Work through the records below and copy every line that includes "Sender".
════════════════════
//! Inbound stream demultiplexing.
//!
//! The node claims one ALPN on the overlay. Every accepted stream is
//! read by its own task; each decoded envelope goes onto a shared
//! dispatch queue. A single dispatcher task drains the queue and routes
//! messages to the session-table entry keyed by (SessionID, ContextID),
//! creating the entry on first arrival.
//!
//! Delivery into a session's bounded inbound channel blocks the
//! dispatcher when the channel is full, so a slow consumer on one
//! session can delay delivery to the others sharing this dispatcher.
//! Node cancellation aborts a blocked delivery.

use std::collections::HashMap;
use std::sync::{Arc, Mutex};

use iroh::endpoint::Connection;
use iroh::protocol::{AcceptError, ProtocolHandler};
use tokio::sync::mpsc;
use tokio::task::JoinHandle;
use tokio_util::sync::CancellationToken;
use tracing::{debug, warn};

use crate::error::Error;
use crate::metrics::BandwidthMetrics;
use crate::session::{NetworkSession, Session};
use crate::wire::{self, Message};

/// Dispatch queue capacity shared by all inbound streams.
pub const DISPATCH_QUEUE: usize = 64;

/// Session-table key. A session belongs to exactly one context for its
/// whole lifetime.
#[derive(Debug, Clone, PartialEq, Eq, Hash)]
pub struct SessionKey {
    pub session_id: String,
    pub context_id: String,
}

/// One decoded envelope plus the send half of the stream it arrived on,
/// so a dispatcher-created session can reply on the same stream.
#[derive(Debug)]
pub(crate) struct Inbound {
    pub message: Message,
    pub reply: Arc<tokio::sync::Mutex<iroh::endpoint::SendStream>>,
}

pub(crate) struct SessionEntry {
    /// Sender side of the session's bounded inbound channel.
    pub deliver: mpsc::Sender<Message>,
    pub session: Arc<Session>,
}

/// Session registry guarded by its own lock. The lock is never held
/// across an await.
#[derive(Default)]
pub struct SessionTable {
    inner: Mutex<HashMap<SessionKey, SessionEntry>>,
}

impl SessionTable {
    pub(crate) fn insert(&self, key: SessionKey, entry: SessionEntry) {
        self.inner.lock().unwrap().insert(key, entry);
    }

    pub(crate) fn deliver_for(&self, key: &SessionKey) -> Option<mpsc::Sender<Message>> {
        self.inner.lock().unwrap().get(key).map(|e| e.deliver.clone())
    }

    pub fn get(&self, key: &SessionKey) -> Option<Arc<Session>> {
        self.inner.lock().unwrap().get(key).map(|e| e.session.clone())
    }

    pub fn len(&self) -> usize {
        self.inner.lock().unwrap().len()
    }

    pub fn is_empty(&self) -> bool {
        self.len() == 0
    }
}

/// A live inbound or outbound stream reader under supervision.
#[derive(Debug)]
pub(crate) struct StreamHandler {
    pub cancel: CancellationToken,
    /// Present for locally spawned readers; accept-side readers are
    /// owned and joined by the protocol router.
    pub task: Option<JoinHandle<()>>,
}

/// Active stream handlers per peer identifier. A peer may hold several
/// concurrent streams.
#[derive(Debug, Default)]
pub struct StreamTable {
    inner: Mutex<HashMap<String, Vec<StreamHandler>>>,
}

impl StreamTable {
    pub(crate) fn register(&self, peer: &str, handler: StreamHandler) {
        self.inner
            .lock()
            .unwrap()
            .entry(peer.to_string())
            .or_default()
            .push(handler);
    }

    pub fn stream_count(&self, peer: &str) -> usize {
        self.inner.lock().unwrap().get(peer).map_or(0, Vec::len)
    }

    /// Remove and return all handlers registered for `peer`.
    pub(crate) fn remove_peer(&self, peer: &str) -> Vec<StreamHandler> {
        self.inner.lock().unwrap().remove(peer).unwrap_or_default()
    }

    pub(crate) fn drain(&self) -> Vec<StreamHandler> {
        self.inner.lock().unwrap().drain().flat_map(|(_, v)| v).collect()
    }
}

// ---------------------------------------------------------------------------
// Protocol handler: one reader task per accepted stream
// ---------------------------------------------------------------------------

/// The protocol handler serving the view-session ALPN. Each accepted
/// connection gets a read loop that feeds the dispatch queue.
#[derive(Debug, Clone)]
pub(crate) struct ViewProtocol {
    pub queue: mpsc::Sender<Inbound>,
    pub streams: Arc<StreamTable>,
    pub metrics: Arc<BandwidthMetrics>,
    pub cancel: CancellationToken,
}

impl ViewProtocol {
    async fn read_loop(&self, conn: Connection) -> Result<(), Error> {
        // Child of the node token: node shutdown propagates, and the
        // stream table can cancel this one reader alone.
        let stream_cancel = self.cancel.child_token();
        let (send, mut recv) = tokio::select! {
            _ = stream_cancel.cancelled() => return Ok(()),
            res = conn.accept_bi() => res.map_err(|e| Error::Transport(e.to_string()))?,
        };
        let reply = Arc::new(tokio::sync::Mutex::new(send));

        let mut registered = false;
        loop {
            let msg = tokio::select! {
                biased;
                _ = stream_cancel.cancelled() => break,
                res = wire::read_msg(&mut recv, &self.metrics) => match res {
                    Ok(m) => m,
                    Err(_) => {
                        debug!("inbound stream closed");
                        break;
                    }
                },
            };
            if !registered {
                self.streams.register(
                    &msg.from_endpoint,
                    StreamHandler {
                        cancel: stream_cancel.clone(),
                        task: None,
                    },
                );
                registered = true;
            }
            let item = Inbound {
                message: msg,
                reply: reply.clone(),
            };
            if self.queue.send(item).await.is_err() {
                // Dispatcher gone: the node is shutting down.
                break;
            }
        }
        Ok(())
    }
}

impl ProtocolHandler for ViewProtocol {
    async fn accept(&self, connection: Connection) -> std::result::Result<(), AcceptError> {
        if let Err(e) = self.read_loop(connection).await {
            warn!("inbound stream handler error: {e}");
        }
        Ok(())
    }
}

// ---------------------------------------------------------------------------
// Dispatcher task
// ---------------------------------------------------------------------------

/// Drains the dispatch queue and routes each message to its session,
/// creating network sessions for unseen (SessionID, ContextID) pairs.
pub(crate) struct Dispatcher {
    pub sessions: Arc<SessionTable>,
    /// Announces dispatcher-created sessions to the application.
    pub incoming_tx: mpsc::Sender<Arc<Session>>,
    pub local_endpoint: String,
    pub local_pkid: Vec<u8>,
    pub metrics: Arc<BandwidthMetrics>,
    pub cancel: CancellationToken,
}

impl Dispatcher {
    pub(crate) async fn run(self, mut queue: mpsc::Receiver<Inbound>) {
        loop {
            let item = tokio::select! {
                _ = self.cancel.cancelled() => break,
                item = queue.recv() => match item {
                    Some(item) => item,
                    None => break,
                },
            };
            self.route(item).await;
        }
        debug!("dispatcher stopped");
    }

    async fn route(&self, item: Inbound) {
        let key = SessionKey {
            session_id: item.message.session_id.clone(),
            context_id: item.message.context_id.clone(),
        };

        let deliver = match self.sessions.deliver_for(&key) {
            Some(deliver) => deliver,
            None => {
                let (session, deliver) = NetworkSession::new(
                    item.message.session_id.clone(),
                    item.message.context_id.clone(),
                    item.message.caller.clone(),
                    item.message.from_endpoint.clone(),
                    item.message.from_pkid.clone(),
                    item.reply.clone(),
                    self.local_endpoint.clone(),
                    self.local_pkid.clone(),
                    self.metrics.clone(),
                );
                let session = Arc::new(Session::Network(session));
                self.sessions.insert(
                    key.clone(),
                    SessionEntry {
                        deliver: deliver.clone(),
                        session: session.clone(),
                    },
                );
                debug!(
                    session_id = %key.session_id,
                    context_id = %key.context_id,
                    from = %item.message.from_endpoint,
                    pkid = %hex::encode(&item.message.from_pkid),
                    "new inbound session"
                );
                if self.incoming_tx.try_send(session).is_err() {
                    warn!(
                        session_id = %key.session_id,
                        "incoming-session queue full, announcement dropped"
                    );
                }
                deliver
            }
        };

        // Bounded channel: a full buffer blocks the dispatcher until the
        // consumer drains. Cancellation aborts the delivery so shutdown
        // is never held up by a slow consumer.
        tokio::select! {
            _ = self.cancel.cancelled() => {
                debug!(session_id = %key.session_id, "dispatcher cancelled, message discarded");
            }
            res = deliver.send(item.message) => {
                if res.is_err() {
                    debug!(session_id = %key.session_id, "session receiver dropped, message discarded");
                }
            }
        }
    }
}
════════════════════
Final answer:
    /// Sender side of the session's bounded inbound channel.
    pub deliver: mpsc::Sender<Message>,
    pub(crate) fn deliver_for(&self, key: &SessionKey) -> Option<mpsc::Sender<Message>> {
    pub queue: mpsc::Sender<Inbound>,
    pub incoming_tx: mpsc::Sender<Arc<Session>>,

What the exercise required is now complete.